| Try it |
Return the records exactly, please. Every line should match.

-*-

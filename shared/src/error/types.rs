//! Error types and API response structures

use super::codes::ErrorCode;
use http::StatusCode;
use serde::{Deserialize, Serialize};
use serde_json::Value;
use std::collections::HashMap;
use thiserror::Error;

/// Application error with structured error code and details
///
/// Every handler in the server returns this type on failure; it renders as
/// `{"code": <u16>, "message": "...", "details": {...}}` with the HTTP status
/// taken from [`ErrorCode::http_status`].
#[derive(Debug, Clone, Error)]
#[error("{message}")]
pub struct AppError {
    /// The error code identifying the type of error
    pub code: ErrorCode,
    /// Human-readable error message
    pub message: String,
    /// Optional additional details (field-level errors, context, etc.)
    pub details: Option<HashMap<String, Value>>,
}

impl AppError {
    /// Create a new error with the default message for the error code
    pub fn new(code: ErrorCode) -> Self {
        Self {
            message: code.message().to_string(),
            code,
            details: None,
        }
    }

    /// Create a new error with a custom message
    pub fn with_message(code: ErrorCode, message: impl Into<String>) -> Self {
        Self {
            code,
            message: message.into(),
            details: None,
        }
    }

    /// Add a detail entry to this error
    pub fn with_detail(mut self, key: impl Into<String>, value: impl Into<Value>) -> Self {
        self.details
            .get_or_insert_with(HashMap::new)
            .insert(key.into(), value.into());
        self
    }

    pub fn http_status(&self) -> StatusCode {
        self.code.http_status()
    }

    // ==================== Convenience constructors ====================

    pub fn validation(msg: impl Into<String>) -> Self {
        Self::with_message(ErrorCode::ValidationFailed, msg)
    }

    /// Missing required field, with the field name in `details`
    pub fn required(field: &str) -> Self {
        Self::with_message(ErrorCode::RequiredField, format!("{field} is required"))
            .with_detail("field", field)
    }

    pub fn not_found(resource: impl Into<String>) -> Self {
        let r = resource.into();
        Self::with_message(ErrorCode::NotFound, format!("{} not found", r))
            .with_detail("resource", r)
    }

    pub fn not_authenticated() -> Self {
        Self::new(ErrorCode::NotAuthenticated)
    }

    pub fn permission_denied(msg: impl Into<String>) -> Self {
        Self::with_message(ErrorCode::PermissionDenied, msg)
    }

    /// Caller lacks one specific permission
    pub fn missing_permission(permission: &str) -> Self {
        Self::with_message(
            ErrorCode::PermissionDenied,
            format!("Permission '{permission}' is required"),
        )
        .with_detail("permission", permission)
    }

    pub fn internal(msg: impl Into<String>) -> Self {
        Self::with_message(ErrorCode::InternalError, msg)
    }

    pub fn invalid_request(msg: impl Into<String>) -> Self {
        Self::with_message(ErrorCode::InvalidRequest, msg)
    }

    pub fn invalid_token(msg: impl Into<String>) -> Self {
        Self::with_message(ErrorCode::TokenInvalid, msg)
    }

    pub fn token_expired() -> Self {
        Self::new(ErrorCode::TokenExpired)
    }

    pub fn invalid_credentials() -> Self {
        Self::new(ErrorCode::InvalidCredentials)
    }

    /// Status transition refused; records both ends in `details`
    pub fn transition(code: ErrorCode, from: &str, to: &str) -> Self {
        Self::with_message(code, format!("Cannot move from '{from}' to '{to}'"))
            .with_detail("from", from)
            .with_detail("to", to)
    }
}

/// Unified API response structure
///
/// Used for endpoints that return only an acknowledgement; resource
/// endpoints return the resource JSON directly.
#[derive(Debug, Clone, Serialize, Deserialize)]
pub struct ApiResponse<T> {
    /// Error code (0 for success, non-zero for errors)
    #[serde(skip_serializing_if = "Option::is_none")]
    pub code: Option<u16>,
    /// Human-readable message
    pub message: String,
    /// Response data (present on success)
    #[serde(skip_serializing_if = "Option::is_none")]
    pub data: Option<T>,
    /// Additional error details (present on failure)
    #[serde(skip_serializing_if = "Option::is_none")]
    pub details: Option<HashMap<String, Value>>,
}

impl<T> ApiResponse<T> {
    pub fn success(data: T) -> Self {
        Self {
            code: Some(0),
            message: "OK".to_string(),
            data: Some(data),
            details: None,
        }
    }
}

impl ApiResponse<()> {
    /// Create a success response without data
    pub fn ok() -> Self {
        Self {
            code: Some(0),
            message: "OK".to_string(),
            data: None,
            details: None,
        }
    }

    /// Create an error response from an AppError
    pub fn error(err: &AppError) -> Self {
        Self {
            code: Some(err.code.code()),
            message: err.message.clone(),
            data: None,
            details: err.details.clone(),
        }
    }
}

impl<T> From<AppError> for ApiResponse<T> {
    fn from(err: AppError) -> Self {
        Self {
            code: Some(err.code.code()),
            message: err.message,
            data: None,
            details: err.details,
        }
    }
}

/// Type alias for Result with AppError
pub type AppResult<T> = Result<T, AppError>;

// ===== Axum Integration =====

impl axum::response::IntoResponse for AppError {
    fn into_response(self) -> axum::response::Response {
        use axum::Json;

        let status = self.http_status();
        let body = ApiResponse::<()>::error(&self);

        if matches!(self.code.category(), super::category::ErrorCategory::System) {
            tracing::error!(
                code = %self.code,
                message = %self.message,
                "System error occurred"
            );
        }

        (status, Json(body)).into_response()
    }
}

impl<T: Serialize> axum::response::IntoResponse for ApiResponse<T> {
    fn into_response(self) -> axum::response::Response {
        use axum::Json;

        let status = match self.code {
            Some(0) | None => StatusCode::OK,
            Some(code) => ErrorCode::try_from(code)
                .map(|c| c.http_status())
                .unwrap_or(StatusCode::INTERNAL_SERVER_ERROR),
        };

        (status, Json(self)).into_response()
    }
}

#[cfg(test)]
mod tests {
    use super::*;

    #[test]
    fn test_app_error_new() {
        let err = AppError::new(ErrorCode::JobNotFound);
        assert_eq!(err.code, ErrorCode::JobNotFound);
        assert_eq!(err.message, "Job card not found");
        assert!(err.details.is_none());
    }

    #[test]
    fn test_app_error_with_detail() {
        let err = AppError::validation("Quantity must be positive")
            .with_detail("field", "quantity")
            .with_detail("min", 1);

        assert_eq!(err.code, ErrorCode::ValidationFailed);
        let details = err.details.unwrap();
        assert_eq!(details.get("field").unwrap(), "quantity");
        assert_eq!(details.get("min").unwrap(), 1);
    }

    #[test]
    fn test_convenience_constructors() {
        let err = AppError::not_found("Company 12");
        assert_eq!(err.code, ErrorCode::NotFound);
        assert_eq!(err.message, "Company 12 not found");

        let err = AppError::required("username");
        assert_eq!(err.code, ErrorCode::RequiredField);
        assert_eq!(err.message, "username is required");

        let err = AppError::missing_permission("jobs:advance");
        assert_eq!(err.http_status(), StatusCode::FORBIDDEN);
        assert_eq!(
            err.details.unwrap().get("permission").unwrap(),
            "jobs:advance"
        );

        let err = AppError::transition(ErrorCode::InvalidPrepressTransition, "pending", "completed");
        assert_eq!(err.message, "Cannot move from 'pending' to 'completed'");
    }

    #[test]
    fn test_api_response_error() {
        let err = AppError::new(ErrorCode::InsufficientStock).with_detail("item_id", 7);
        let response = ApiResponse::<()>::error(&err);

        assert_eq!(response.code, Some(6003));
        assert_eq!(response.message, "Insufficient stock");
        assert!(response.data.is_none());
        assert!(response.details.is_some());
    }

    #[test]
    fn test_api_response_serialize() {
        let json = serde_json::to_string(&ApiResponse::success("done")).unwrap();
        assert!(json.contains("\"code\":0"));
        assert!(json.contains("\"data\":\"done\""));
        assert!(!json.contains("details"));
    }

    #[test]
    fn test_into_response_status() {
        use axum::response::IntoResponse;

        let resp = AppError::new(ErrorCode::WrongDepartment).into_response();
        assert_eq!(resp.status(), StatusCode::FORBIDDEN);

        let resp = ApiResponse::<()>::ok().into_response();
        assert_eq!(resp.status(), StatusCode::OK);
    }
}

-*-

| Solution below |
filename shared/src/error/types.rs
//! Error types and API response structures

use super::codes::ErrorCode;
use http::StatusCode;
use serde::{Deserialize, Serialize};
use serde_json::Value;
use std::collections::HashMap;
use thiserror::Error;

/// Application error with structured error code and details
///
/// Every handler in the server returns this type on failure; it renders as
/// `{"code": <u16>, "message": "...", "details": {...}}` with the HTTP status
/// taken from [`ErrorCode::http_status`].
#[derive(Debug, Clone, Error)]
#[error("{message}")]
pub struct AppError {
    /// The error code identifying the type of error
    pub code: ErrorCode,
    /// Human-readable error message
    pub message: String,
    /// Optional additional details (field-level errors, context, etc.)
    pub details: Option<HashMap<String, Value>>,
}

impl AppError {
    /// Create a new error with the default message for the error code
    pub fn new(code: ErrorCode) -> Self {
        Self {
            message: code.message().to_string(),
            code,
            details: None,
        }
    }

    /// Create a new error with a custom message
    pub fn with_message(code: ErrorCode, message: impl Into<String>) -> Self {
        Self {
            code,
            message: message.into(),
            details: None,
        }
    }

    /// Add a detail entry to this error
    pub fn with_detail(mut self, key: impl Into<String>, value: impl Into<Value>) -> Self {
        self.details
            .get_or_insert_with(HashMap::new)
            .insert(key.into(), value.into());
        self
    }

    pub fn http_status(&self) -> StatusCode {
        self.code.http_status()
    }

    // ==================== Convenience constructors ====================

    pub fn validation(msg: impl Into<String>) -> Self {
        Self::with_message(ErrorCode::ValidationFailed, msg)
    }

    /// Missing required field, with the field name in `details`
    pub fn required(field: &str) -> Self {
        Self::with_message(ErrorCode::RequiredField, format!("{field} is required"))
            .with_detail("field", field)
    }

    pub fn not_found(resource: impl Into<String>) -> Self {
        let r = resource.into();
        Self::with_message(ErrorCode::NotFound, format!("{} not found", r))
            .with_detail("resource", r)
    }

    pub fn not_authenticated() -> Self {
        Self::new(ErrorCode::NotAuthenticated)
    }

    pub fn permission_denied(msg: impl Into<String>) -> Self {
        Self::with_message(ErrorCode::PermissionDenied, msg)
    }

    /// Caller lacks one specific permission
    pub fn missing_permission(permission: &str) -> Self {
        Self::with_message(
            ErrorCode::PermissionDenied,
            format!("Permission '{permission}' is required"),
        )
        .with_detail("permission", permission)
    }

    pub fn internal(msg: impl Into<String>) -> Self {
        Self::with_message(ErrorCode::InternalError, msg)
    }

    pub fn invalid_request(msg: impl Into<String>) -> Self {
        Self::with_message(ErrorCode::InvalidRequest, msg)
    }

    pub fn invalid_token(msg: impl Into<String>) -> Self {
        Self::with_message(ErrorCode::TokenInvalid, msg)
    }

    pub fn token_expired() -> Self {
        Self::new(ErrorCode::TokenExpired)
    }

    pub fn invalid_credentials() -> Self {
        Self::new(ErrorCode::InvalidCredentials)
    }

    /// Status transition refused; records both ends in `details`
    pub fn transition(code: ErrorCode, from: &str, to: &str) -> Self {
        Self::with_message(code, format!("Cannot move from '{from}' to '{to}'"))
            .with_detail("from", from)
            .with_detail("to", to)
    }
}

/// Unified API response structure
///
/// Used for endpoints that return only an acknowledgement; resource
/// endpoints return the resource JSON directly.
#[derive(Debug, Clone, Serialize, Deserialize)]
pub struct ApiResponse<T> {
    /// Error code (0 for success, non-zero for errors)
    #[serde(skip_serializing_if = "Option::is_none")]
    pub code: Option<u16>,
    /// Human-readable message
    pub message: String,
    /// Response data (present on success)
    #[serde(skip_serializing_if = "Option::is_none")]
    pub data: Option<T>,
    /// Additional error details (present on failure)
    #[serde(skip_serializing_if = "Option::is_none")]
    pub details: Option<HashMap<String, Value>>,
}

impl<T> ApiResponse<T> {
    pub fn success(data: T) -> Self {
        Self {
            code: Some(0),
            message: "OK".to_string(),
            data: Some(data),
            details: None,
        }
    }
}

impl ApiResponse<()> {
    /// Create a success response without data
    pub fn ok() -> Self {
        Self {
            code: Some(0),
            message: "OK".to_string(),
            data: None,
            details: None,
        }
    }

    /// Create an error response from an AppError
    pub fn error(err: &AppError) -> Self {
        Self {
            code: Some(err.code.code()),
            message: err.message.clone(),
            data: None,
            details: err.details.clone(),
        }
    }
}

impl<T> From<AppError> for ApiResponse<T> {
    fn from(err: AppError) -> Self {
        Self {
            code: Some(err.code.code()),
            message: err.message,
            data: None,
            details: err.details,
        }
    }
}

/// Type alias for Result with AppError
pub type AppResult<T> = Result<T, AppError>;

// ===== Axum Integration =====

impl axum::response::IntoResponse for AppError {
    fn into_response(self) -> axum::response::Response {
        use axum::Json;

        let status = self.http_status();
        let body = ApiResponse::<()>::error(&self);

        if matches!(self.code.category(), super::category::ErrorCategory::System) {
            tracing::error!(
                code = %self.code,
                message = %self.message,
                "System error occurred"
            );
        }

        (status, Json(body)).into_response()
    }
}

impl<T: Serialize> axum::response::IntoResponse for ApiResponse<T> {
    fn into_response(self) -> axum::response::Response {
        use axum::Json;

        let status = match self.code {
            Some(0) | None => StatusCode::OK,
            Some(code) => ErrorCode::try_from(code)
                .map(|c| c.http_status())
                .unwrap_or(StatusCode::INTERNAL_SERVER_ERROR),
        };

        (status, Json(self)).into_response()
    }
}

#[cfg(test)]
mod tests {
    use super::*;

    #[test]
    fn test_app_error_new() {
        let err = AppError::new(ErrorCode::JobNotFound);
        assert_eq!(err.code, ErrorCode::JobNotFound);
        assert_eq!(err.message, "Job card not found");
        assert!(err.details.is_none());
    }

    #[test]
    fn test_app_error_with_detail() {
        let err = AppError::validation("Quantity must be positive")
            .with_detail("field", "quantity")
            .with_detail("min", 1);

        assert_eq!(err.code, ErrorCode::ValidationFailed);
        let details = err.details.unwrap();
        assert_eq!(details.get("field").unwrap(), "quantity");
        assert_eq!(details.get("min").unwrap(), 1);
    }

    #[test]
    fn test_convenience_constructors() {
        let err = AppError::not_found("Company 12");
        assert_eq!(err.code, ErrorCode::NotFound);
        assert_eq!(err.message, "Company 12 not found");

        let err = AppError::required("username");
        assert_eq!(err.code, ErrorCode::RequiredField);
        assert_eq!(err.message, "username is required");

        let err = AppError::missing_permission("jobs:advance");
        assert_eq!(err.http_status(), StatusCode::FORBIDDEN);
        assert_eq!(
            err.details.unwrap().get("permission").unwrap(),
            "jobs:advance"
        );

        let err = AppError::transition(ErrorCode::InvalidPrepressTransition, "pending", "completed");
        assert_eq!(err.message, "Cannot move from 'pending' to 'completed'");
    }

    #[test]
    fn test_api_response_error() {
        let err = AppError::new(ErrorCode::InsufficientStock).with_detail("item_id", 7);
        let response = ApiResponse::<()>::error(&err);

        assert_eq!(response.code, Some(6003));
        assert_eq!(response.message, "Insufficient stock");
        assert!(response.data.is_none());
        assert!(response.details.is_some());
    }

    #[test]
    fn test_api_response_serialize() {
        let json = serde_json::to_string(&ApiResponse::success("done")).unwrap();
        assert!(json.contains("\"code\":0"));
        assert!(json.contains("\"data\":\"done\""));
        assert!(!json.contains("details"));
    }

    #[test]
    fn test_into_response_status() {
        use axum::response::IntoResponse;

        let resp = AppError::new(ErrorCode::WrongDepartment).into_response();
        assert_eq!(resp.status(), StatusCode::FORBIDDEN);

        let resp = ApiResponse::<()>::ok().into_response();
        assert_eq!(resp.status(), StatusCode::OK);
    }
}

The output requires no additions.